START Records for processing

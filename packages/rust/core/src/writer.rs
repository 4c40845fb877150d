//! `documentation.json` output.
//!
//! The file is written to a hidden temp sibling first and renamed into place,
//! so an interrupted or failed run never leaves a truncated file behind.

use std::path::{Path, PathBuf};

use tracing::{debug, instrument};

use navtree_shared::{Documentation, NavTreeError, Result};

/// Write `doc` as pretty-printed JSON to `path`, atomically.
#[instrument(skip_all, fields(path = %path.display()))]
pub fn write_documentation(path: &Path, doc: &Documentation) -> Result<()> {
    if let Some(parent) = path.parent().filter(|p| !p.as_os_str().is_empty()) {
        std::fs::create_dir_all(parent).map_err(|e| NavTreeError::io(parent, e))?;
    }

    let mut json = serde_json::to_string_pretty(doc)?;
    json.push('\n');

    let temp = temp_path(path);
    if let Err(e) = std::fs::write(&temp, &json) {
        let _ = std::fs::remove_file(&temp);
        return Err(NavTreeError::io(&temp, e));
    }

    if let Err(e) = std::fs::rename(&temp, path) {
        let _ = std::fs::remove_file(&temp);
        return Err(NavTreeError::io(path, e));
    }

    debug!(bytes = json.len(), "wrote documentation file");
    Ok(())
}

/// Load a previously written documentation file.
pub fn read_documentation(path: &Path) -> Result<Documentation> {
    let content = std::fs::read_to_string(path).map_err(|e| NavTreeError::io(path, e))?;

    serde_json::from_str(&content)
        .map_err(|e| NavTreeError::parse(format!("failed to parse {}: {e}", path.display())))
}

/// `dir/.name.tmp` next to the target.
fn temp_path(path: &Path) -> PathBuf {
    let name = path
        .file_name()
        .map(|n| n.to_string_lossy().into_owned())
        .unwrap_or_else(|| "documentation.json".into());
    path.with_file_name(format!(".{name}.tmp"))
}
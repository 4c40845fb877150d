//! Core domain types: the extracted navigation tree.

use chrono::{DateTime, Utc};
use serde::ser::SerializeStruct;
use serde::{Deserialize, Serialize, Serializer};

/// Name given to items whose link could not be resolved.
pub const UNKNOWN_SECTION: &str = "Unknown Section";

// ---------------------------------------------------------------------------
// Section
// ---------------------------------------------------------------------------

/// One node of the navigation tree: a topic link plus its sub-topics.
///
/// Serialized with a `text` field duplicating `name`, and the timestamp under
/// `last_updated`, matching the `documentation.json` format.
#[derive(Debug, Clone, PartialEq, Deserialize)]
pub struct Section {
    /// Display text of the section's link.
    pub name: String,
    /// Link target, verbatim (may be relative or empty).
    pub path: String,
    /// Nested sections in document order.
    #[serde(default)]
    pub children: Vec<Section>,
    /// When this node was extracted.
    #[serde(rename = "last_updated", alias = "captured_at")]
    pub captured_at: DateTime<Utc>,
}

impl Section {
    /// Build a section stamped with the current time.
    pub fn new(name: impl Into<String>, path: impl Into<String>, children: Vec<Section>) -> Self {
        Self {
            name: name.into(),
            path: path.into(),
            children,
            captured_at: Utc::now(),
        }
    }

    /// Placeholder node for an item whose link could not be resolved.
    pub fn unknown(children: Vec<Section>) -> Self {
        Self::new(UNKNOWN_SECTION, "", children)
    }

    /// Whether this node is an "Unknown Section" placeholder.
    pub fn is_placeholder(&self) -> bool {
        self.name == UNKNOWN_SECTION && self.path.is_empty()
    }

    /// Iterate over this node and all descendants, depth-first, in document order.
    pub fn walk(&self) -> impl Iterator<Item = &Section> + '_ {
        let mut stack = vec![self];
        std::iter::from_fn(move || {
            let next = stack.pop()?;
            stack.extend(next.children.iter().rev());
            Some(next)
        })
    }

    /// Compare name, path, and children, ignoring timestamps.
    pub fn same_shape(&self, other: &Section) -> bool {
        self.name == other.name
            && self.path == other.path
            && self.children.len() == other.children.len()
            && self
                .children
                .iter()
                .zip(&other.children)
                .all(|(a, b)| a.same_shape(b))
    }
}

impl Serialize for Section {
    fn serialize<S: Serializer>(&self, serializer: S) -> Result<S::Ok, S::Error> {
        let mut state = serializer.serialize_struct("Section", 5)?;
        state.serialize_field("name", &self.name)?;
        state.serialize_field("text", &self.name)?;
        state.serialize_field("path", &self.path)?;
        state.serialize_field("children", &self.children)?;
        state.serialize_field("last_updated", &self.captured_at)?;
        state.end()
    }
}

// ---------------------------------------------------------------------------
// Documentation
// ---------------------------------------------------------------------------

/// The full extracted navigation tree for one page, plus source metadata.
#[derive(Debug, Clone, PartialEq, Serialize, Deserialize)]
pub struct Documentation {
    /// Top-level sections in document order.
    pub sections: Vec<Section>,
    /// Page the tree was extracted from.
    #[serde(rename = "url", alias = "source_url")]
    pub source_url: String,
    /// When the extraction ran.
    #[serde(rename = "last_updated", alias = "captured_at")]
    pub captured_at: DateTime<Utc>,
}

impl Documentation {
    /// Build a documentation tree stamped with the current time.
    pub fn new(source_url: impl Into<String>, sections: Vec<Section>) -> Self {
        Self {
            sections,
            source_url: source_url.into(),
            captured_at: Utc::now(),
        }
    }

    /// Number of top-level sections.
    pub fn section_count(&self) -> usize {
        self.sections.len()
    }

    /// Number of sections at every depth.
    pub fn node_count(&self) -> usize {
        self.sections.iter().map(|s| s.walk().count()).sum()
    }

    /// Compare two trees ignoring every timestamp.
    pub fn same_shape(&self, other: &Documentation) -> bool {
        self.source_url == other.source_url
            && self.sections.len() == other.sections.len()
            && self
                .sections
                .iter()
                .zip(&other.sections)
                .all(|(a, b)| a.same_shape(b))
    }
}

END Records for processing

### Your objective
When you reach this point, go back and write out each record above exactly.

### Completed task
filename packages/rust/core/src/writer.rs
repository 4c40845fb877150d
//! `documentation.json` output.
//!
//! The file is written to a hidden temp sibling first and renamed into place,
//! so an interrupted or failed run never leaves a truncated file behind.

use std::path::{Path, PathBuf};

use tracing::{debug, instrument};

use navtree_shared::{Documentation, NavTreeError, Result};

/// Write `doc` as pretty-printed JSON to `path`, atomically.
#[instrument(skip_all, fields(path = %path.display()))]
pub fn write_documentation(path: &Path, doc: &Documentation) -> Result<()> {
    if let Some(parent) = path.parent().filter(|p| !p.as_os_str().is_empty()) {
        std::fs::create_dir_all(parent).map_err(|e| NavTreeError::io(parent, e))?;
    }

    let mut json = serde_json::to_string_pretty(doc)?;
    json.push('\n');

    let temp = temp_path(path);
    if let Err(e) = std::fs::write(&temp, &json) {
        let _ = std::fs::remove_file(&temp);
        return Err(NavTreeError::io(&temp, e));
    }

    if let Err(e) = std::fs::rename(&temp, path) {
        let _ = std::fs::remove_file(&temp);
        return Err(NavTreeError::io(path, e));
    }

    debug!(bytes = json.len(), "wrote documentation file");
    Ok(())
}

/// Load a previously written documentation file.
pub fn read_documentation(path: &Path) -> Result<Documentation> {
    let content = std::fs::read_to_string(path).map_err(|e| NavTreeError::io(path, e))?;

    serde_json::from_str(&content)
        .map_err(|e| NavTreeError::parse(format!("failed to parse {}: {e}", path.display())))
}

/// `dir/.name.tmp` next to the target.
fn temp_path(path: &Path) -> PathBuf {
    let name = path
        .file_name()
        .map(|n| n.to_string_lossy().into_owned())
        .unwrap_or_else(|| "documentation.json".into());
    path.with_file_name(format!(".{name}.tmp"))
}
repository 4c40845fb877150d
//! Core domain types: the extracted navigation tree.

use chrono::{DateTime, Utc};
use serde::ser::SerializeStruct;
use serde::{Deserialize, Serialize, Serializer};

/// Name given to items whose link could not be resolved.
pub const UNKNOWN_SECTION: &str = "Unknown Section";

// ---------------------------------------------------------------------------
// Section
// ---------------------------------------------------------------------------

/// One node of the navigation tree: a topic link plus its sub-topics.
///
/// Serialized with a `text` field duplicating `name`, and the timestamp under
/// `last_updated`, matching the `documentation.json` format.
#[derive(Debug, Clone, PartialEq, Deserialize)]
pub struct Section {
    /// Display text of the section's link.
    pub name: String,
    /// Link target, verbatim (may be relative or empty).
    pub path: String,
    /// Nested sections in document order.
    #[serde(default)]
    pub children: Vec<Section>,
    /// When this node was extracted.
    #[serde(rename = "last_updated", alias = "captured_at")]
    pub captured_at: DateTime<Utc>,
}

impl Section {
    /// Build a section stamped with the current time.
    pub fn new(name: impl Into<String>, path: impl Into<String>, children: Vec<Section>) -> Self {
        Self {
            name: name.into(),
            path: path.into(),
            children,
            captured_at: Utc::now(),
        }
    }

    /// Placeholder node for an item whose link could not be resolved.
    pub fn unknown(children: Vec<Section>) -> Self {
        Self::new(UNKNOWN_SECTION, "", children)
    }

    /// Whether this node is an "Unknown Section" placeholder.
    pub fn is_placeholder(&self) -> bool {
        self.name == UNKNOWN_SECTION && self.path.is_empty()
    }

    /// Iterate over this node and all descendants, depth-first, in document order.
    pub fn walk(&self) -> impl Iterator<Item = &Section> + '_ {
        let mut stack = vec![self];
        std::iter::from_fn(move || {
            let next = stack.pop()?;
            stack.extend(next.children.iter().rev());
            Some(next)
        })
    }

    /// Compare name, path, and children, ignoring timestamps.
    pub fn same_shape(&self, other: &Section) -> bool {
        self.name == other.name
            && self.path == other.path
            && self.children.len() == other.children.len()
            && self
                .children
                .iter()
                .zip(&other.children)
                .all(|(a, b)| a.same_shape(b))
    }
}

impl Serialize for Section {
    fn serialize<S: Serializer>(&self, serializer: S) -> Result<S::Ok, S::Error> {
        let mut state = serializer.serialize_struct("Section", 5)?;
        state.serialize_field("name", &self.name)?;
        state.serialize_field("text", &self.name)?;
        state.serialize_field("path", &self.path)?;
        state.serialize_field("children", &self.children)?;
        state.serialize_field("last_updated", &self.captured_at)?;
        state.end()
    }
}

// ---------------------------------------------------------------------------
// Documentation
// ---------------------------------------------------------------------------

/// The full extracted navigation tree for one page, plus source metadata.
#[derive(Debug, Clone, PartialEq, Serialize, Deserialize)]
pub struct Documentation {
    /// Top-level sections in document order.
    pub sections: Vec<Section>,
    /// Page the tree was extracted from.
    #[serde(rename = "url", alias = "source_url")]
    pub source_url: String,
    /// When the extraction ran.
    #[serde(rename = "last_updated", alias = "captured_at")]
    pub captured_at: DateTime<Utc>,
}

impl Documentation {
    /// Build a documentation tree stamped with the current time.
    pub fn new(source_url: impl Into<String>, sections: Vec<Section>) -> Self {
        Self {
            sections,
            source_url: source_url.into(),
            captured_at: Utc::now(),
        }
    }

    /// Number of top-level sections.
    pub fn section_count(&self) -> usize {
        self.sections.len()
    }

    /// Number of sections at every depth.
    pub fn node_count(&self) -> usize {
        self.sections.iter().map(|s| s.walk().count()).sum()
    }

    /// Compare two trees ignoring every timestamp.
    pub fn same_shape(&self, other: &Documentation) -> bool {
        self.source_url == other.source_url
            && self.sections.len() == other.sections.len()
            && self
                .sections
                .iter()
                .zip(&other.sections)
                .all(|(a, b)| a.same_shape(b))
    }
}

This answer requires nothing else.